-- Stored items --
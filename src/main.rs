use std::{
    collections::HashMap,
    path::Path,
    process::exit,
    sync::{
        atomic::{AtomicBool, Ordering},
        Arc,
    },
};

use clap::{Parser, ValueEnum};
use tokio::net::UnixListener;
use tokio_stream::wrappers::UnixListenerStream;
use tonic::transport::Server;

use ebs_csi_driver::{
    cloud::CloudApi,
    controller::ControllerService,
    coordination::OperationLocks,
    csi::{
        controller_server::ControllerServer, identity_server::IdentityServer,
        node_server::NodeServer,
    },
    device::{discovery::DeviceResolver, DeviceAllocator, DeviceNaming},
    ec2::{
        metadata::{MetadataClient, NodeMeta},
        Manager,
    },
    identity::IdentityService,
    load_config,
    mount::SystemMounter,
    node::NodeService,
};

#[derive(Debug, Clone, Copy, PartialEq, Eq, ValueEnum)]
enum Mode {
    All,
    Controller,
    Node,
}

#[derive(Debug, Parser)]
#[command(name = "ebs-csi-driver", version, about = "CSI driver for Amazon EBS volumes")]
struct Flags {
    /// gRPC listen URI (unix:// or tcp://).
    #[arg(long, default_value = "unix:///var/lib/csi/sockets/pluginproxy/csi.sock")]
    endpoint: String,

    /// Which services to register.
    #[arg(long, value_enum, default_value_t = Mode::All)]
    mode: Mode,

    /// Default tags applied to every created volume and snapshot,
    /// as "key=value,key=value".
    #[arg(long = "extra-tags")]
    extra_tags: Option<String>,

    /// Adds the cluster-identifying ownership tag.
    #[arg(long = "k8s-tag-cluster-id")]
    k8s_tag_cluster_id: Option<String>,

    /// Overrides the per-node attachable-volume limit.
    #[arg(long = "volume-attach-limit")]
    volume_attach_limit: Option<i64>,

    /// Turns on AWS SDK request logging; accepts an explicit true/false.
    #[arg(
        long = "aws-sdk-debug-log",
        default_value_t = false,
        num_args = 0..=1,
        default_missing_value = "true",
        action = clap::ArgAction::Set
    )]
    aws_sdk_debug_log: bool,
}

fn parse_extra_tags(spec: &str) -> Result<HashMap<String, String>, String> {
    let mut tags = HashMap::new();
    for pair in spec.split(',').filter(|p| !p.is_empty()) {
        match pair.split_once('=') {
            Some((k, v)) if !k.is_empty() => {
                tags.insert(k.to_string(), v.to_string());
            }
            _ => return Err(format!("malformed tag '{}' (expected key=value)", pair)),
        }
    }
    Ok(tags)
}

/// Node identity when IMDS is unreachable (e.g. tests against a local
/// endpoint): fall back to the orchestrator-provided node name.
fn synthetic_node_meta() -> Option<NodeMeta> {
    let node_name = std::env::var("CSI_NODE_NAME").ok()?;
    let zone = std::env::var("AWS_AVAILABILITY_ZONES")
        .ok()
        .and_then(|zs| zs.split(',').next().map(str::to_string))
        .unwrap_or_default();
    Some(NodeMeta {
        instance_id: node_name,
        instance_type: String::new(),
        region: ebs_csi_driver::ec2::metadata::region_from_az(&zone),
        availability_zone: zone,
        max_attachable_volumes: 27,
        max_network_interfaces: 3,
        attachment_count: 0,
    })
}

#[tokio::main]
async fn main() {
    env_logger::init_from_env(
        env_logger::Env::default().filter_or(env_logger::DEFAULT_FILTER_ENV, "info"),
    );

    // unknown flags are configuration errors
    let flags = match Flags::try_parse() {
        Ok(f) => f,
        Err(e) => {
            eprintln!("{}", e);
            exit(1);
        }
    };

    let extra_tags = match flags.extra_tags.as_deref().map(parse_extra_tags) {
        Some(Ok(tags)) => tags,
        Some(Err(e)) => {
            log::error!("invalid --extra-tags: {}", e);
            exit(1);
        }
        None => HashMap::new(),
    };

    if flags.aws_sdk_debug_log {
        log::info!("AWS SDK debug logging enabled");
        std::env::set_var("RUST_LOG", "aws_config=debug,aws_sdk_ec2=debug,info");
    }

    let shared_config = load_config(None, None).await;
    if shared_config.region().is_none() {
        log::error!("no AWS region could be resolved");
        exit(1);
    }
    log::info!("using region {:?}", shared_config.region());

    let manager = Manager::new(&shared_config).with_describe_batching();
    let cloud: Arc<dyn CloudApi> = Arc::new(manager);
    let locks = OperationLocks::new();
    let ready = Arc::new(AtomicBool::new(true));

    let run_controller = flags.mode != Mode::Node;
    let run_node = flags.mode != Mode::Controller;

    let metadata_client = MetadataClient::default();
    let node_meta = if run_node {
        match NodeMeta::load(&metadata_client).await {
            Ok(meta) => Some(meta),
            Err(e) => {
                log::warn!("instance metadata unavailable ({}), falling back", e.message());
                synthetic_node_meta()
            }
        }
    } else {
        None
    };

    let default_zone = node_meta
        .as_ref()
        .map(|m| m.availability_zone.clone())
        .filter(|z| !z.is_empty());

    let controller = run_controller.then(|| {
        log::info!("registering the controller service");
        ControllerService::new(
            Arc::clone(&cloud),
            Arc::clone(&locks),
            Arc::new(DeviceAllocator::new(DeviceNaming::Linux)),
            extra_tags.clone(),
            flags.k8s_tag_cluster_id.clone(),
            default_zone.clone(),
        )
    });

    let node = if run_node {
        let meta = match node_meta {
            Some(m) => m,
            None => {
                log::error!("node mode needs instance metadata or CSI_NODE_NAME");
                exit(1);
            }
        };
        log::info!("registering the node service");
        Some(NodeService::new(
            Arc::new(SystemMounter::new()),
            DeviceResolver::default(),
            Arc::clone(&locks),
            meta,
            Some(Arc::clone(&cloud)),
            flags.volume_attach_limit,
        ))
    } else {
        None
    };

    let router = Server::builder()
        .add_service(IdentityServer::new(IdentityService::new(Arc::clone(&ready))))
        .add_optional_service(controller.map(ControllerServer::new))
        .add_optional_service(node.map(NodeServer::new));

    // flip the probe to not-serving before the listener closes so sidecars
    // observe departure
    let shutdown_ready = Arc::clone(&ready);
    let shutdown = async move {
        let mut sigterm =
            tokio::signal::unix::signal(tokio::signal::unix::SignalKind::terminate())
                .expect("failed to install SIGTERM handler");
        tokio::select! {
            _ = tokio::signal::ctrl_c() => {},
            _ = sigterm.recv() => {},
        }
        log::info!("shutting down");
        shutdown_ready.store(false, Ordering::SeqCst);
    };

    let serve = async move {
        if let Some(path) = flags.endpoint.strip_prefix("unix://") {
            // a stale socket from a previous run refuses the bind
            if Path::new(path).exists() {
                let _ = std::fs::remove_file(path);
            }
            if let Some(parent) = Path::new(path).parent() {
                let _ = std::fs::create_dir_all(parent);
            }
            log::info!("listening on unix socket '{}'", path);
            let listener = match UnixListener::bind(path) {
                Ok(l) => l,
                Err(e) => {
                    log::error!("failed to bind '{}': {}", path, e);
                    exit(2);
                }
            };
            router
                .serve_with_incoming_shutdown(UnixListenerStream::new(listener), shutdown)
                .await
        } else {
            let addr = flags.endpoint.trim_start_matches("tcp://");
            let addr = match addr.parse() {
                Ok(a) => a,
                Err(e) => {
                    log::error!("invalid endpoint '{}': {}", flags.endpoint, e);
                    exit(1);
                }
            };
            log::info!("listening on '{}'", addr);
            router.serve_with_shutdown(addr, shutdown).await
        }
    };

    if let Err(e) = serve.await {
        log::error!("server failed: {}", e);
        exit(2);
    }
}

-- Task requirements --
Scan the entries above and show each line that contains the word "IdentityServer".

-- Written response --
        controller_server::ControllerServer, identity_server::IdentityServer,
        .add_service(IdentityServer::new(IdentityService::new(Arc::clone(&ready))))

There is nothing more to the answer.